カイは体を撓らせ、一気に精度の高い雷弾を練り上げると、同時に4球を放ち、残っていた4人の心臓を寸分狂いなく打ち抜いた。少量の血しぶきが上がり、苦悶の声を発しながら賊がくず折れる。
この場で動くものがソルとカイだけになり、2人は息をついた。
「……傷、見せてくれませんか」
「いらん。どうせ勝手に治る」
石畳に血溜まりを作るソルの腕を見てカイがそう言うと、にべもない返答が返ってきた。理屈としては自分の身も同じなので分かるが、だからといってそのままというのは都合が悪い。
死体だらけの路地裏を見渡し、カイはため息をついた。
「賞金首は獲りましたが、これほどの死体となると流石にすぐ騒ぎになるでしょう。しばらくこの周辺は避けた方がいいですね。……でも、そんな血まみれで表通りに出ればどうなることか」
「誰のせいだと……」
「だから。私に治させてください」
睨むソルをものともせず、カイは勝手に腕を取って回復魔法を唱え始めた。淡い光が覆い、日焼けした肌に刻まれた裂傷を癒していく。
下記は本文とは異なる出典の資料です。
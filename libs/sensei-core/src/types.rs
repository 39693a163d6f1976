//! Core domain types shared by the backend and its tests.

use serde::{Deserialize, Serialize};

/// Kind of learning material.
#[derive(Debug, Clone, Copy, PartialEq, Eq, Serialize, Deserialize)]
#[serde(rename_all = "snake_case")]
pub enum MaterialType {
    Pdf,
    Quiz,
    Audio,
    Text,
}

impl MaterialType {
    /// Get the type name as stored in the database.
    pub fn as_str(&self) -> &'static str {
        match self {
            Self::Pdf => "pdf",
            Self::Quiz => "quiz",
            Self::Audio => "audio",
            Self::Text => "text",
        }
    }

    /// Parse from string.
    pub fn from_str(s: &str) -> Option<Self> {
        match s {
            "pdf" => Some(Self::Pdf),
            "quiz" => Some(Self::Quiz),
            "audio" => Some(Self::Audio),
            "text" => Some(Self::Text),
            _ => None,
        }
    }

    /// Whether quizzes and audio lectures can be generated from this kind.
    pub fn is_generation_source(&self) -> bool {
        matches!(self, Self::Pdf | Self::Text)
    }
}

impl Default for MaterialType {
    fn default() -> Self {
        Self::Text
    }
}

/// Publish status of a material.
#[derive(Debug, Clone, Copy, PartialEq, Eq, Serialize, Deserialize)]
#[serde(rename_all = "snake_case")]
pub enum MaterialStatus {
    Draft,
    Published,
}

impl MaterialStatus {
    pub fn as_str(&self) -> &'static str {
        match self {
            Self::Draft => "draft",
            Self::Published => "published",
        }
    }

    pub fn from_str(s: &str) -> Option<Self> {
        match s {
            "draft" => Some(Self::Draft),
            "published" => Some(Self::Published),
            _ => None,
        }
    }
}

impl Default for MaterialStatus {
    fn default() -> Self {
        Self::Draft
    }
}

/// Question format.
#[derive(Debug, Clone, Copy, PartialEq, Eq, Serialize, Deserialize)]
#[serde(rename_all = "snake_case")]
pub enum QuestionType {
    MultipleChoice,
    TrueFalse,
    ShortAnswer,
}

impl QuestionType {
    pub fn as_str(&self) -> &'static str {
        match self {
            Self::MultipleChoice => "multiple_choice",
            Self::TrueFalse => "true_false",
            Self::ShortAnswer => "short_answer",
        }
    }

    /// Parse from string, accepting the spellings language models tend to use.
    pub fn from_str(s: &str) -> Option<Self> {
        match s.trim().to_lowercase().replace(['-', ' '], "_").as_str() {
            "multiple_choice" | "multiplechoice" | "choice" | "mcq" => Some(Self::MultipleChoice),
            "true_false" | "truefalse" | "boolean" => Some(Self::TrueFalse),
            "short_answer" | "shortanswer" | "text" | "open" => Some(Self::ShortAnswer),
            _ => None,
        }
    }

    /// Matching mode used when grading an answer to this kind of question.
    pub fn matching_mode(&self) -> MatchingMode {
        match self {
            Self::MultipleChoice | Self::TrueFalse => MatchingMode::CaseInsensitive,
            Self::ShortAnswer => MatchingMode::Fuzzy,
        }
    }
}

impl Default for QuestionType {
    fn default() -> Self {
        Self::MultipleChoice
    }
}

/// Category of a coaching message.
#[derive(Debug, Clone, Copy, PartialEq, Eq, Serialize, Deserialize)]
#[serde(rename_all = "snake_case")]
pub enum AdviceType {
    StudyTip,
    QuizFeedback,
    Motivation,
    General,
}

impl AdviceType {
    pub fn as_str(&self) -> &'static str {
        match self {
            Self::StudyTip => "study_tip",
            Self::QuizFeedback => "quiz_feedback",
            Self::Motivation => "motivation",
            Self::General => "general",
        }
    }

    pub fn from_str(s: &str) -> Option<Self> {
        match s {
            "study_tip" => Some(Self::StudyTip),
            "quiz_feedback" => Some(Self::QuizFeedback),
            "motivation" => Some(Self::Motivation),
            "general" => Some(Self::General),
            _ => None,
        }
    }

    /// One-line instruction appended to the advice prompt.
    pub fn focus(&self) -> &'static str {
        match self {
            Self::StudyTip => "Give one concrete study technique the learner should try next.",
            Self::QuizFeedback => {
                "Comment on the learner's quiz results and name the weakest area to revisit."
            }
            Self::Motivation => "Encourage the learner based on what they have already completed.",
            Self::General => "Give short, practical coaching on how to continue learning Scrum.",
        }
    }
}

impl Default for AdviceType {
    fn default() -> Self {
        Self::General
    }
}

/// Matching mode for typed answers.
#[derive(Debug, Clone, Copy, PartialEq, Eq, Serialize, Deserialize)]
#[serde(rename_all = "snake_case")]
pub enum MatchingMode {
    Exact,
    CaseInsensitive,
    Fuzzy,
}

impl Default for MatchingMode {
    fn default() -> Self {
        Self::Fuzzy
    }
}

#[cfg(test)]
mod tests {
    use super::*;

    #[test]
    fn test_material_type_round_trip_names() {
        for t in [MaterialType::Pdf, MaterialType::Quiz, MaterialType::Audio, MaterialType::Text] {
            assert_eq!(MaterialType::from_str(t.as_str()), Some(t));
        }
        assert_eq!(MaterialType::from_str("video"), None);
    }

    #[test]
    fn test_question_type_aliases() {
        assert_eq!(QuestionType::from_str("Multiple Choice"), Some(QuestionType::MultipleChoice));
        assert_eq!(QuestionType::from_str("true-false"), Some(QuestionType::TrueFalse));
        assert_eq!(QuestionType::from_str("short_answer"), Some(QuestionType::ShortAnswer));
        assert_eq!(QuestionType::from_str("essay"), None);
    }

    #[test]
    fn test_material_status_serde() {
        let json = serde_json::to_string(&MaterialStatus::Published).unwrap();
        assert_eq!(json, "\"published\"");
    }

    #[test]
    fn test_generation_sources() {
        assert!(MaterialType::Pdf.is_generation_source());
        assert!(MaterialType::Text.is_generation_source());
        assert!(!MaterialType::Audio.is_generation_source());
    }
}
振り払われることも考えていたカイだったが、治療が終わるまでソルは腕をこちらに預けたままにしていた。恐らく、振り払うのも億劫になったのだろう。
「……さっきの戦闘、あまり痛みを感じませんでした。そういう、ものですか?」
新しい皮膚が綺麗に覆い、傷跡の見受けられない状態になった腕をゆっくり放し、カイは含みを持たせた言い方で聞いた。ソルは無表情のまま、こちらを見つめ返す。
「深手でなきゃ、ほとんど気付かねぇくらい鈍い。……せいぜい、普通の連中の前では気をつけるんだな。浅かろうと、勝手に傷が治ったら不審がられる」
「……」
怒るでもない、悲しがるでもない、ソルの静かな警告にカイは耳を傾けた。そして、以前では問い詰めても答えることのない、ギア――むしろソル自身についての事柄を素直に告げられ、カイは改めて理解する。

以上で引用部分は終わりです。